There is no depth to shoddy crappy business practices at Intuit. Seriously, this is an evil company.


Why can't health insurance be like car insurance again?

Why can't individuals negotiate premiums?

Why can't individuals switch to another insurance provider at any time?

Why can't insurance providers cover 100% over anything prescribed by medical practioners?

Seriously, why does any medical treatment in America have to be so opaque and stressful? We are regressing as a society if life is not becoming easier.


Spam lords turn out to be slime balls. Shocking.


fuck intuit


Yet another reason for medical care to have nothing to do with your employer … thank Obama for sealing that deal with the ACA / Big Insurance Company Handout. Good luck severing the connection.


If you researched the negotiations that led to the ACA, you would see that the public option was favored by Obama, but had to be nixed to get a few holdout senators on board. You can thank the Obama admin for at least getting rid of pre existing conditions clauses and for out of pocket maximums, which was more progress that anyone has made before or after.


https://www.theatlantic.com/politics/archive/2010/02/why-oba...

This article presents your viewpoint along with quite a few others which mostly point toward Obama’s ineffectiveness and lack of effort toward accomplishing this while having a clear Democrat majority in both houses.

No surprise though as Obama era is not the only failure to move toward single payer … look at what California managed to accomplish with a vast majority of liberal Democrats a couple months ago …

https://m.northcoastjournal.com/NewsBlog/archives/2022/02/01...

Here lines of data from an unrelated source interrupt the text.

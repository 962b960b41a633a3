//! Prompt construction.
//!
//! A prompt is the instruction header (task, output schema, rules) followed
//! by as many chunks as fit in the token budget. Chunks that do not fit are
//! reported in [`AiPrompt::dropped_chunk_ids`] and the prompt is marked
//! truncated; the orchestrator sends them in a follow-up batch.
//!
//! A regeneration prompt re-masters an existing quiz instead: the prior
//! questions are embedded as JSON in place of source text.

use serde_json::json;
use sha2::{Digest, Sha256};

use crate::models::{AiPrompt, ArtifactBody, ArtifactType, GenerationOptions, StudyArtifact, TextSegment};
use crate::normalize::estimate_tokens;

const FLASHCARD_SCHEMA: &str = r#"{
  "flashcards": [
    { "front": "question or term (string, non-empty)", "back": "answer or definition (string, non-empty)" }
  ]
}"#;

const QUIZ_SCHEMA: &str = r#"{
  "topic": "short topic title, at most 5 words (string)",
  "questions": [
    {
      "question": "question text (string, non-empty)",
      "choices": ["option A", "option B", "option C", "option D"],
      "correctIndex": 0,
      "explanation": "why the correct option is right (string)"
    }
  ]
}"#;

const SUMMARY_SCHEMA: &str = r#"{
  "topic": "short topic title, at most 5 words (string)",
  "sections": [
    { "heading": "section heading (string, non-empty)", "body": "summary paragraph (string, non-empty)" }
  ]
}"#;

/// Renders bounded, schema-constrained prompts.
#[derive(Debug, Clone, Copy)]
pub struct PromptBuilder {
    token_budget: usize,
}

impl PromptBuilder {
    pub fn new(token_budget: usize) -> Self {
        Self { token_budget }
    }

    pub fn token_budget(&self) -> usize {
        self.token_budget
    }

    /// Build the prompt for the first batch of `chunks`.
    pub fn build(
        &self,
        request_id: &str,
        chunks: &[TextSegment],
        artifact_type: ArtifactType,
        options: &GenerationOptions,
    ) -> AiPrompt {
        let header = render_header(artifact_type, options, None);
        self.assemble(request_id, header, chunks, false)
    }

    /// Build the stricter prompt sent after a response failed validation.
    pub fn build_correction(
        &self,
        request_id: &str,
        chunks: &[TextSegment],
        artifact_type: ArtifactType,
        options: &GenerationOptions,
        validation_error: &str,
    ) -> AiPrompt {
        let header = render_header(artifact_type, options, Some(validation_error));
        self.assemble(request_id, header, chunks, true)
    }

    /// Build a prompt asking for a new quiz on the concepts of `prior`
    /// quiz items. Items that do not fit the budget are dropped from the
    /// tail; the first is always sent.
    pub fn build_regeneration(
        &self,
        request_id: &str,
        prior: &[StudyArtifact],
        topic: Option<&str>,
        options: &GenerationOptions,
        validation_error: Option<&str>,
    ) -> AiPrompt {
        let mut rendered = render_regeneration_header(topic, options, validation_error);
        rendered.push_str("\nINPUT QUESTIONS JSON:\n[\n");
        let mut used = estimate_tokens(&rendered) + 1;

        let items: Vec<String> = prior.iter().filter_map(render_prior_question).collect();
        let mut included = 0;
        for item in &items {
            let cost = estimate_tokens(item) + 1;
            if included > 0 && used + cost > self.token_budget {
                break;
            }
            if included > 0 {
                rendered.push_str(",\n");
            }
            rendered.push_str("  ");
            rendered.push_str(item);
            used += cost;
            included += 1;
        }
        rendered.push_str("\n]\n");

        AiPrompt {
            prompt_id: prompt_id(request_id, &rendered),
            request_id: request_id.to_string(),
            rendered_text: rendered,
            token_budget: self.token_budget,
            truncated: included < items.len(),
            included_chunk_ids: Vec::new(),
            dropped_chunk_ids: Vec::new(),
            correction: validation_error.is_some(),
        }
    }

    fn assemble(
        &self,
        request_id: &str,
        header: String,
        chunks: &[TextSegment],
        correction: bool,
    ) -> AiPrompt {
        let mut rendered = header;
        rendered.push_str("\nSOURCE TEXT:\n");
        let mut used = estimate_tokens(&rendered);

        let mut included = Vec::new();
        let mut dropped = Vec::new();
        for chunk in chunks {
            let block = render_chunk(chunk);
            let cost = estimate_tokens(&block);
            // The first chunk is always sent so every batch makes progress.
            if dropped.is_empty() && (included.is_empty() || used + cost <= self.token_budget) {
                rendered.push_str(&block);
                used += cost;
                included.push(chunk.segment_id.clone());
            } else {
                dropped.push(chunk.segment_id.clone());
            }
        }

        AiPrompt {
            prompt_id: prompt_id(request_id, &rendered),
            request_id: request_id.to_string(),
            rendered_text: rendered,
            token_budget: self.token_budget,
            truncated: !dropped.is_empty(),
            included_chunk_ids: included,
            dropped_chunk_ids: dropped,
            correction,
        }
    }
}

fn prompt_id(request_id: &str, rendered: &str) -> String {
    let mut hasher = Sha256::new();
    hasher.update(request_id.as_bytes());
    hasher.update([0u8]);
    hasher.update(rendered.as_bytes());
    let mut id = format!("{:x}", hasher.finalize());
    id.truncate(16);
    id
}

fn correction_preamble(validation_error: Option<&str>) -> String {
    let mut out = String::new();
    if let Some(err) = validation_error {
        out.push_str("Your previous response was rejected because it did not match the required format.\n");
        out.push_str(&format!("Validation error: {}\n", err));
        out.push_str("Try again. This time return ONLY the JSON object, exactly as specified.\n\n");
    }
    out
}

fn render_header(
    artifact_type: ArtifactType,
    options: &GenerationOptions,
    validation_error: Option<&str>,
) -> String {
    let mut out = correction_preamble(validation_error);

    let difficulty = options.difficulty.as_str();
    let (task, schema) = match artifact_type {
        ArtifactType::Flashcards => (
            format!(
                "Create {} flashcards at {} difficulty from the source text. \
                 Each card tests one fact or concept found in the text.",
                options.item_count, difficulty
            ),
            FLASHCARD_SCHEMA,
        ),
        ArtifactType::Quiz => (
            format!(
                "Create {} multiple-choice quiz questions at {} difficulty from the source text. \
                 Each question has exactly 4 choices and exactly one correct answer; \
                 correctIndex is the 0-based index of the correct choice.",
                options.item_count, difficulty
            ),
            QUIZ_SCHEMA,
        ),
        ArtifactType::Summary => (
            format!(
                "Summarize the source text as at most {} sections at {} reading level. \
                 Each section has a heading and a short paragraph.",
                options.item_count, difficulty
            ),
            SUMMARY_SCHEMA,
        ),
    };

    out.push_str("You are generating study material for a student.\n");
    out.push_str("TASK: ");
    out.push_str(&task);
    out.push_str("\n\nOUTPUT SCHEMA:\n");
    out.push_str(schema);
    out.push_str("\n\nRULES:\n");
    out.push_str("- Respond with ONLY valid JSON matching the schema above.\n");
    out.push_str("- Do not wrap the JSON in markdown code fences and do not add any commentary.\n");
    out.push_str("- Use only facts stated in the source text.\n");
    out.push_str("- Every string field must be non-empty.\n");
    out
}

fn render_regeneration_header(
    topic: Option<&str>,
    options: &GenerationOptions,
    validation_error: Option<&str>,
) -> String {
    let mut out = correction_preamble(validation_error);
    out.push_str("You are re-mastering a quiz for a student. You are given the questions of an earlier quiz.\n");
    out.push_str(&format!(
        "TASK: Create a NEW quiz of {} multiple-choice questions at {} difficulty, based strictly on \
         the concepts covered by the input questions. Each question has exactly 4 choices and exactly \
         one correct answer; correctIndex is the 0-based index of the correct choice.",
        options.item_count,
        options.difficulty.as_str()
    ));
    out.push_str("\n\nOUTPUT SCHEMA:\n");
    out.push_str(QUIZ_SCHEMA);
    out.push_str("\n\nRULES:\n");
    out.push_str("- Respond with ONLY valid JSON matching the schema above.\n");
    out.push_str("- Do not wrap the JSON in markdown code fences and do not add any commentary.\n");
    out.push_str("- Do not copy the input questions. Rephrase them, turn them into scenarios, or ask about the same concept from a different angle.\n");
    out.push_str("- Do not introduce topics the input questions do not cover.\n");
    match topic {
        Some(topic) => out.push_str(&format!("- Keep the topic title \"{}\".\n", topic)),
        None => out.push_str("- Keep the topic title of the input questions.\n"),
    }
    out.push_str("- Every string field must be non-empty.\n");
    out
}

/// A prior quiz item in the output schema's shape; other artifacts are skipped.
fn render_prior_question(artifact: &StudyArtifact) -> Option<String> {
    match &artifact.body {
        ArtifactBody::QuizItem {
            question,
            choices,
            correct_index,
            explanation,
        } => Some(
            json!({
                "question": question,
                "choices": choices,
                "correctIndex": correct_index,
                "explanation": explanation.as_deref().unwrap_or(""),
            })
            .to_string(),
        ),
        _ => None,
    }
}

fn render_chunk(chunk: &TextSegment) -> String {
    let note = if chunk.provenance.low_confidence {
        " (low OCR confidence)"
    } else {
        ""
    };
    format!(
        "\n[chunk {} | {}{}]\n{}\n",
        chunk.ordinal, chunk.provenance.locator, note, chunk.text
    )
}
//! HTTP remote artifact store.
//!
//! Endpoints, relative to `remote.base_url`:
//!
//! - `PUT /artifacts/{id}` with `If-None-Match: *` creates the artifact
//!   unless it exists. `201`/`200` → created, `412` → already present,
//!   `409` → a different record holds the id.
//! - `GET /documents/{id}/artifacts` lists a document's artifacts.
//!
//! Responses to writes carry `{"version": n}`; a missing version reads as 0.

use std::sync::Arc;
use std::time::Duration;

use anyhow::Result;
use async_trait::async_trait;
use serde::Deserialize;

use study_harness_core::error::PersistenceError;
use study_harness_core::models::StudyArtifact;
use study_harness_core::store::{RemoteStore, UpsertOutcome};

use crate::config::RemoteConfig;

pub fn create_remote_store(config: &RemoteConfig) -> Result<Arc<dyn RemoteStore>> {
    match config.provider.as_str() {
        "disabled" => Ok(Arc::new(DisabledRemote)),
        "http" => {
            let base_url = config
                .base_url
                .clone()
                .ok_or_else(|| anyhow::anyhow!("remote.base_url must be set for the http provider"))?;
            let token = config
                .api_key_env
                .as_deref()
                .and_then(|var| std::env::var(var).ok());
            Ok(Arc::new(HttpRemoteStore::new(
                &base_url,
                token,
                Duration::from_secs(config.timeout_secs),
            )?))
        }
        other => anyhow::bail!("Unknown remote provider: '{}'", other),
    }
}

#[derive(Deserialize, Default)]
struct VersionBody {
    #[serde(default)]
    version: u64,
}

pub struct HttpRemoteStore {
    client: reqwest::Client,
    base_url: String,
    token: Option<String>,
}

impl HttpRemoteStore {
    pub fn new(base_url: &str, token: Option<String>, timeout: Duration) -> Result<Self> {
        Ok(Self {
            client: reqwest::Client::builder().timeout(timeout).build()?,
            base_url: base_url.trim_end_matches('/').to_string(),
            token,
        })
    }

    fn authorize(&self, request: reqwest::RequestBuilder) -> reqwest::RequestBuilder {
        match &self.token {
            Some(token) => request.bearer_auth(token),
            None => request,
        }
    }
}

fn offline(e: reqwest::Error) -> PersistenceError {
    PersistenceError::Unavailable(e.to_string())
}

#[async_trait]
impl RemoteStore for HttpRemoteStore {
    async fn upsert_if_absent(
        &self,
        artifact: &StudyArtifact,
    ) -> Result<UpsertOutcome, PersistenceError> {
        let url = format!("{}/artifacts/{}", self.base_url, artifact.artifact_id);
        let response = self
            .authorize(self.client.put(&url))
            .header(reqwest::header::IF_NONE_MATCH, "*")
            .json(artifact)
            .send()
            .await
            .map_err(offline)?;

        let status = response.status();
        match status.as_u16() {
            200 | 201 => {
                let body: VersionBody = response.json().await.unwrap_or_default();
                Ok(UpsertOutcome::Created {
                    version: body.version,
                })
            }
            412 => {
                let body: VersionBody = response.json().await.unwrap_or_default();
                Ok(UpsertOutcome::AlreadyExists {
                    version: body.version,
                })
            }
            409 => Err(PersistenceError::Conflict(artifact.artifact_id.clone())),
            s if status.is_server_error() || s == 429 => Err(PersistenceError::Unavailable(
                format!("remote store returned {}", status),
            )),
            _ => {
                let text = response.text().await.unwrap_or_default();
                Err(PersistenceError::Write(format!(
                    "remote store returned {}: {}",
                    status, text
                )))
            }
        }
    }

    async fn fetch_by_document(
        &self,
        source_document_id: &str,
    ) -> Result<Vec<StudyArtifact>, PersistenceError> {
        let url = format!("{}/documents/{}/artifacts", self.base_url, source_document_id);
        let response = self
            .authorize(self.client.get(&url))
            .send()
            .await
            .map_err(offline)?;
        let status = response.status();
        if status.as_u16() == 404 {
            return Ok(Vec::new());
        }
        if status.is_server_error() {
            return Err(PersistenceError::Unavailable(format!(
                "remote store returned {}",
                status
            )));
        }
        if !status.is_success() {
            return Err(PersistenceError::Write(format!(
                "remote store returned {}",
                status
            )));
        }
        response
            .json()
            .await
            .map_err(|e| PersistenceError::Write(format!("invalid remote response: {}", e)))
    }
}

/// Used when `remote.provider = "disabled"`. Behaves as permanently offline,
/// so every artifact stays `Unsynced` in the local queue.
pub struct DisabledRemote;

#[async_trait]
impl RemoteStore for DisabledRemote {
    async fn upsert_if_absent(
        &self,
        _artifact: &StudyArtifact,
    ) -> Result<UpsertOutcome, PersistenceError> {
        Err(PersistenceError::Unavailable("remote sync disabled".into()))
    }

    async fn fetch_by_document(
        &self,
        _source_document_id: &str,
    ) -> Result<Vec<StudyArtifact>, PersistenceError> {
        Err(PersistenceError::Unavailable("remote sync disabled".into()))
    }
}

Single payer on a state level is not tenable, so it is no surprise that it fails on the state level. It is simply numbers since states cannot prevent people from people who need healthcare moving in and people who help pay for it moving out.

Obama’s senate majority was not really a majority. Leiberman was basically yesteryear’s Manchin, and maybe there was a couple others, but either way, having 50 or 51 or 52 Democrats is not a clear path to victory that would make it reasonable to blame the Obama admin for anything.

Best way I can judge their performance/intentions is to note that ACA resulted in more healthcare for more people than any other legislation in recent decades.


Agree. Creating corporate sovereignty for insurance companies just re-enforces government interference in a free economy. As a result of the interference, health providers have continuously raised their prices far beyond what anybody would pay in a free market. If nobody had insurance, what do you suppose would happen to health care costs? Answer: They would adjust to what the market will bear.


Someone about to die from a medical episode will bear a surprising amount to not die.


> The employees Business Insider spoke with said they would be covered retroactively only once the paperwork was finalized, which left them on the hook to pay upfront fees.

This seems like many responses on HN are over reacting. Employees are not on the hook for previously insured medical expenses.

Almost all medical offices are happy to work with patients if the situation is explained before hand. For example my HMO has printed signs at every intake counter reading “Can’t pay? Call this number to discuss payment options.”

This situation sucks, but it’s really not much different from forgetting your insurance number and needing the front desk to front you the copay or deductible.


Mr Derrick seems to have gotten triggered by all this, which looks nothing but the unfortunate side effects of the US tax/legal system, and in that regard I'd guess it occurs often enough.

In the other hand consider that Mailchimp employees probably fared much better working on a digital all online product and getting their above average salaries than the average person, who actually lost their jobs, savings and health insurance due to covid


Is it really the unfortunate side effect of the US tag/legal system? As an outsider (from Europe), it seems that Intuit was able to take over Mailchimp, but was not able to smoothly transition their new employees from one insurer to another.